Shameless plug for python-colormath, which has been cooking since about 2008: http://python-colormath.readthedocs.org/

Has a lot of the same conversions/comparisons/color spaces, excellent test coverage, and in my own biased opinion, pretty good documentation.


See also the fantastic Color.jl, a Julia package with similar functionality. Makes very pretty IJulia notebooks! More info at https://github.com/JuliaLang/Color.jl or just run Pkg.add("Color") at your Julia REPL.


I'd be curious about a comparison of the capabilities and approaches of these two libraries. Color.jl got to be quite comprehensive almost by accident.


Color.jl is excellent! They have a few stuff we don't support like DIN99 colourspace related computations and colour deficiency support, on an other hand I think we have one of the largest dataset around, the features pages will give you a nice overview: http://colour-science.org/features.php


I've been peripherally interested in colo[u]r science for a while, and as a software guy was amazed to discover the complexities of accurately describing and computing color across a not-so-wide range of devices (my LCD screen, your LCD screen, that projector, this printer...).

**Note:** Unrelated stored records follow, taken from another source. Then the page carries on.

//! Integration test framework for the strata storage engine
//!
//! Utilities for tests that exercise the whole stack, from the database
//! API down to the bytes on disk.

use strata::common::test_utils::{init_test_logging, TempDir};
use strata::common::Result;
use std::path::{Path, PathBuf};

/// Integration test environment: a temp directory holding one database
pub struct TestEnvironment {
    /// Temporary directory for the database root
    pub temp_dir: TempDir,
    /// Database root within the temp directory
    pub db_root: PathBuf,
}

impl TestEnvironment {
    /// Create a new test environment
    pub fn new() -> Result<Self> {
        init_test_logging();

        let temp_dir = TempDir::new()?;
        let db_root = temp_dir.path().join("db");

        Ok(Self { temp_dir, db_root })
    }

    /// The database root path
    pub fn db_root(&self) -> &Path {
        &self.db_root
    }

    /// Read the raw bytes of a column file under the database root
    pub fn read_column_file(&self, relative: &str) -> Result<Vec<u8>> {
        Ok(std::fs::read(self.db_root.join(relative))?)
    }
}
use std::rc::Rc;

use log::error;
use web_sys::MouseEvent;
use yew::prelude::*;

use crate::carousel::{mount_for, BrowserScheduler, Carousel, Snapshot};
use crate::components::reveal::{Motion, Reveal};
use crate::components::stars::Stars;
use crate::config;
use crate::content::{load_testimonials, Testimonial};

#[function_component(Testimonials)]
pub fn testimonials() -> Html {
    let testimonials = use_memo(
        |_| match load_testimonials() {
            Ok(testimonials) => testimonials,
            Err(e) => {
                error!("Testimonials unavailable: {}", e);
                Vec::new()
            }
        },
        (),
    );

    html! {
        <section class="section-padding testimonials-section">
            <div class="container-custom">
                <Reveal class="section-header" start={0.75}>
                    <span class="pre-title">{"Testimonials"}</span>
                    <h2>{"What Our Clients Say"}</h2>
                    <p>{"Hear from businesses that have transformed their financial operations with our help."}</p>
                </Reveal>

                if !testimonials.is_empty() {
                    <Reveal motion={Motion::ScaleIn} start={0.70} delay_ms={200}>
                        <TestimonialCarousel testimonials={testimonials.clone()} />
                    </Reveal>
                }
            </div>
        </section>
    }
}

#[derive(Properties, PartialEq)]
pub struct TestimonialCarouselProps {
    pub testimonials: Rc<Vec<Testimonial>>,
}

#[function_component(TestimonialCarousel)]
pub fn testimonial_carousel(props: &TestimonialCarouselProps) -> Html {
    let snapshot = use_state(|| Snapshot {
        index: 0,
        transitioning: false,
    });
    let carousel = use_mut_ref(|| None::<Carousel<BrowserScheduler>>);
    let len = props.testimonials.len();

    // The carousel and its timers live exactly as long as this view
    {
        let carousel = carousel.clone();
        let setter = snapshot.setter();
        use_effect_with_deps(
            move |len: &usize| {
                *carousel.borrow_mut() = mount_for(
                    *len,
                    BrowserScheduler,
                    config::CAROUSEL_TIMING,
                    move |snap| setter.set(snap),
                );
                move || {
                    carousel.borrow_mut().take();
                }
            },
            len,
        );
    }

    let on_previous = {
        let carousel = carousel.clone();
        Callback::from(move |_: MouseEvent| {
            if let Some(c) = carousel.borrow().as_ref() {
                c.previous();
            }
        })
    };

    let on_next = {
        let carousel = carousel.clone();
        Callback::from(move |_: MouseEvent| {
            if let Some(c) = carousel.borrow().as_ref() {
                c.next();
            }
        })
    };

    let go_to = |index: usize| {
        let carousel = carousel.clone();
        Callback::from(move |_: MouseEvent| {
            if let Some(c) = carousel.borrow().as_ref() {
                c.go_to(index);
            }
        })
    };

    let Some(current) = props.testimonials.get(snapshot.index) else {
        return html! {};
    };

    html! {
        <div class="testimonials-slider">
            <div class="testimonial-card">
                <div class="quote-badge">{"❝"}</div>

                <div
                    key={current.id.to_string()}
                    class={classes!("testimonial-content", snapshot.transitioning.then_some("transitioning"))}
                >
                    <div class="client-photo">
                        <img src={current.image.clone()} alt={current.name.clone()} />
                    </div>
                    <div class="client-quote">
                        <Stars rating={current.rating} />
                        <blockquote>{format!("\"{}\"", current.quote)}</blockquote>
                        <div>
                            <p class="client-name">{current.name.clone()}</p>
                            <p class="client-role">{current.role.clone()}</p>
                        </div>
                    </div>
                </div>
            </div>

            <div class="slider-nav">
                <button class="slider-arrow" onclick={on_previous} aria-label="Previous testimonial">
                    {"‹"}
                </button>

                <div class="slider-dots">
                    { for (0..len).map(|i| html! {
                        <button
                            class={classes!("slider-dot", (i == snapshot.index).then_some("active"))}
                            onclick={go_to(i)}
                            aria-label={format!("Go to testimonial {}", i + 1)}
                        />
                    }) }
                </div>

                <button class="slider-arrow" onclick={on_next} aria-label="Next testimonial">
                    {"›"}
                </button>
            </div>
        </div>
    }
}
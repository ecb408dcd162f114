use yew::prelude::*;
use yew_router::prelude::*;

use crate::Route;

#[function_component(NotFound)]
pub fn not_found() -> Html {
    html! {
        <main class="not-found">
            <div class="container-custom">
                <h1>{"Page not found"}</h1>
                <p>{"The page you are looking for does not exist or has moved."}</p>
                <Link<Route> to={Route::Home} classes="btn-primary">
                    {"Back to Home"}
                </Link<Route>>
            </div>
        </main>
    }
}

For example, I was looking for a way to find "perceptual distance" between colours, since the standard RGB rainbow gives more space for green than, say, yellow. Turns out there are colour spaces for that: CIELAB and CIELUV! However, converting between these spaces and RGB is... fun.

(also, a fun way to tick off your illustrator friends is to install F.Lux on their computer)

Thank you for this great library!


CIELAB is great. Even just being able to average colors is really useful.


    import colour as color


See my comment for the reason why it was named "colour": https://news.ycombinator.com/item?id=8261668


Why do you hate the English language? ;-)


I'm surprised how at how poorly documented colour profile conversion is. I'm using Django for a webapp that takes images from a bunch of sources and primarily in AdobeRGB, and using Pillow to do the colour profile conversion has been... interesting...


Yeah, it's sadly true.

I would also like to add that most of the publications are very highly priced which make them not easily accessible.

I had to buy a few of them and an account on OSA for a few hundreds dollars.


Other than the silly British spelling of color, looks like great work!

If you guys are ever in the SF Bay Area, shoot me a note and I’ll buy you a coffee.

(For people looking for JavaScript implementations, I put a CIECAM02 implementation and some other stuff at https://github.com/jrus/chromatist)


Actually, in the begining, the API was named "color" , I decided to go for "colour" because the CIE is using "colour" and not "color": http://eilv.cie.co.at/termlist?field_term_search_value_op=co...


Are you serious about your remark about spelling? I must say it caught my attention, but why would it be silly?


Most of the world's English speakers spell color w/o the u. (292 million Americans, 44 million Filipinos)


I think you are forgetting one billion plus Indians.


Probably because British people are silly -- John Cleese, Benny Hill, etc.